Investors, however, are cheering as the Fed devalues our currency. The Dow rallied 138 points in response to the latest interest rate cuts. The Fed reduced the discount rate by a quarter point to 5%. At the same time, it reduced the fed funds rate by a quarter point to 4.5%. With oil and gold prices near record levels, you might think that reasonable people would expect stocks to be struggling a bit. Reason, however, seems to be in short supply on Wall Street.
The Fed justified its latest rate cut by saying that economic expansion is likely to slow in part due to the housing correction. Furthermore, it said core inflation readings have improved. Apparently, no one at the Fed drives a car, buys food, or heats his home.
Those who have mortgages that are about to adjust to higher levels might want to send the Fed a thank you card. The Fed has given them an opportunity to switch into fixed-rate loans. Unless significant penalties are involved, refinancing in this manner should payoff over the long term.
The Fed’s action came the same day the Department of Commerce released its advance estimate for third quarter GDP. Although the figure is subject to revision, growth was a much stronger-than-expected 3.9%. It is no surprise that exports contributed to this growth. They surged 16.2% because the weak dollar makes American goods cheap abroad.
With growth near 4% it seems odd that the Fed would risk inflation by cutting interest rates. Core inflation may be tame, but headline inflation is not. The Fed is obviously looking ahead, and apparently it does not like what it sees. It may be worried that the sub-prime mortgage mess has not fully settled. It may also be concerned that consumer spending will eventually take a hit. Consumers, however, are weathering the housing bust and high oil prices fairly well.

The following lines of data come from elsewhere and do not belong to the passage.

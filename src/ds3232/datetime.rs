//! Time keeping and the oscillator stop flag

use super::{decimal_to_packed_bcd, packed_bcd_to_decimal};
use crate::{
    BitFlags, DateTimeAccess, Datelike, Ds3232, Error, NaiveDate, NaiveDateTime, Register,
    Timelike,
};
use embedded_hal::i2c::I2c;
use log::debug;

const SECONDS_MASK: u8 = 0b0111_1111;
// drops the 12/24 select bit
const HOURS_MASK: u8 = 0b0011_1111;

/// Map a Sunday-based weekday (0 = Sunday .. 6 = Saturday) to the
/// device's 1..=7 day register, where Sunday is 7.
pub fn dow_to_device(dow: u8) -> u8 {
    if dow == 0 {
        7
    } else {
        dow
    }
}

pub(crate) fn device_weekday(datetime: &NaiveDateTime) -> u8 {
    dow_to_device(datetime.weekday().num_days_from_sunday() as u8)
}

/// Encode `datetime` into the seven time-keeping registers.
pub(crate) fn encode_datetime(datetime: &NaiveDateTime) -> Result<[u8; 7], Error> {
    let year = datetime.year();
    if !(2000..=2099).contains(&year) {
        return Err(Error::InvalidInputData);
    }
    Ok([
        decimal_to_packed_bcd(datetime.second() as u8),
        decimal_to_packed_bcd(datetime.minute() as u8),
        decimal_to_packed_bcd(datetime.hour() as u8),
        decimal_to_packed_bcd(device_weekday(datetime)),
        decimal_to_packed_bcd(datetime.day() as u8),
        decimal_to_packed_bcd(datetime.month() as u8),
        decimal_to_packed_bcd((year - 2000) as u8),
    ])
}

/// Decode the seven time-keeping registers.
///
/// The weekday register is skipped: the weekday is derived from the date.
pub(crate) fn decode_datetime(data: &[u8; 7]) -> Result<NaiveDateTime, Error> {
    let second = packed_bcd_to_decimal(data[0] & SECONDS_MASK);
    let minute = packed_bcd_to_decimal(data[1]);
    let hour = packed_bcd_to_decimal(data[2] & HOURS_MASK);
    let day = packed_bcd_to_decimal(data[4]);
    let month = packed_bcd_to_decimal(data[5] & !BitFlags::CENTURY);
    let year = 2000 + i32::from(packed_bcd_to_decimal(data[6]));

    NaiveDate::from_ymd_opt(year, u32::from(month), u32::from(day))
        .and_then(|date| date.and_hms_opt(u32::from(hour), u32::from(minute), u32::from(second)))
        .ok_or(Error::InvalidDeviceState)
}

impl<I2C> Ds3232<I2C>
where
    I2C: I2c,
{
    /// Read the current date and time.
    pub fn now(&mut self) -> Result<NaiveDateTime, Error> {
        let mut data = [0; 7];
        self.read_data(Register::SECONDS, &mut data)?;
        decode_datetime(&data)
    }

    /// Set the date and time, then clear the oscillator stop flag.
    ///
    /// Only years 2000 to 2099 can be stored.
    pub fn adjust(&mut self, datetime: &NaiveDateTime) -> Result<(), Error> {
        let time = encode_datetime(datetime)?;
        let mut payload = [Register::SECONDS, 0, 0, 0, 0, 0, 0, 0];
        payload[1..].copy_from_slice(&time);
        self.write_data(&payload)?;
        debug!("DS3232: time set to {}", datetime);
        self.clear_oscillator_stop_flag()
    }

    /// Whether the oscillator stopped at some point, e.g. on power loss.
    ///
    /// The flag is sticky: it stays set until [`adjust`](Ds3232::adjust) or
    /// [`clear_oscillator_stop_flag`](Ds3232::clear_oscillator_stop_flag)
    /// clears it.
    pub fn lost_power(&mut self) -> Result<bool, Error> {
        self.is_register_bit_set(Register::STATUS, BitFlags::OSC_STOP)
    }

    /// Clear the oscillator stop flag, leaving the other status bits alone.
    pub fn clear_oscillator_stop_flag(&mut self) -> Result<(), Error> {
        self.clear_register_bits(Register::STATUS, BitFlags::OSC_STOP)?;
        debug!("DS3232: oscillator stop flag cleared");
        Ok(())
    }
}

impl<I2C> DateTimeAccess for Ds3232<I2C>
where
    I2C: I2c,
{
    type Error = Error;

    fn datetime(&mut self) -> Result<NaiveDateTime, Self::Error> {
        self.now()
    }

    fn set_datetime(&mut self, datetime: &NaiveDateTime) -> Result<(), Self::Error> {
        self.adjust(datetime)
    }
}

But consumers don’t buy crude oil. They buy gasoline and heating oil. Despite high crude prices, gasoline prices have remained well off their spring highs. But how much longer can that last? Either gasoline prices must rise, or oil prices must fall. Gasoline inventories may fall in coming weeks as refiners start producing more heating oil. And with Thanksgiving just around the corner, demand for gasoline is likely to rise. Don’t be surprised if gasoline prices surge 20 to 30 cents per gallon by the end of this month.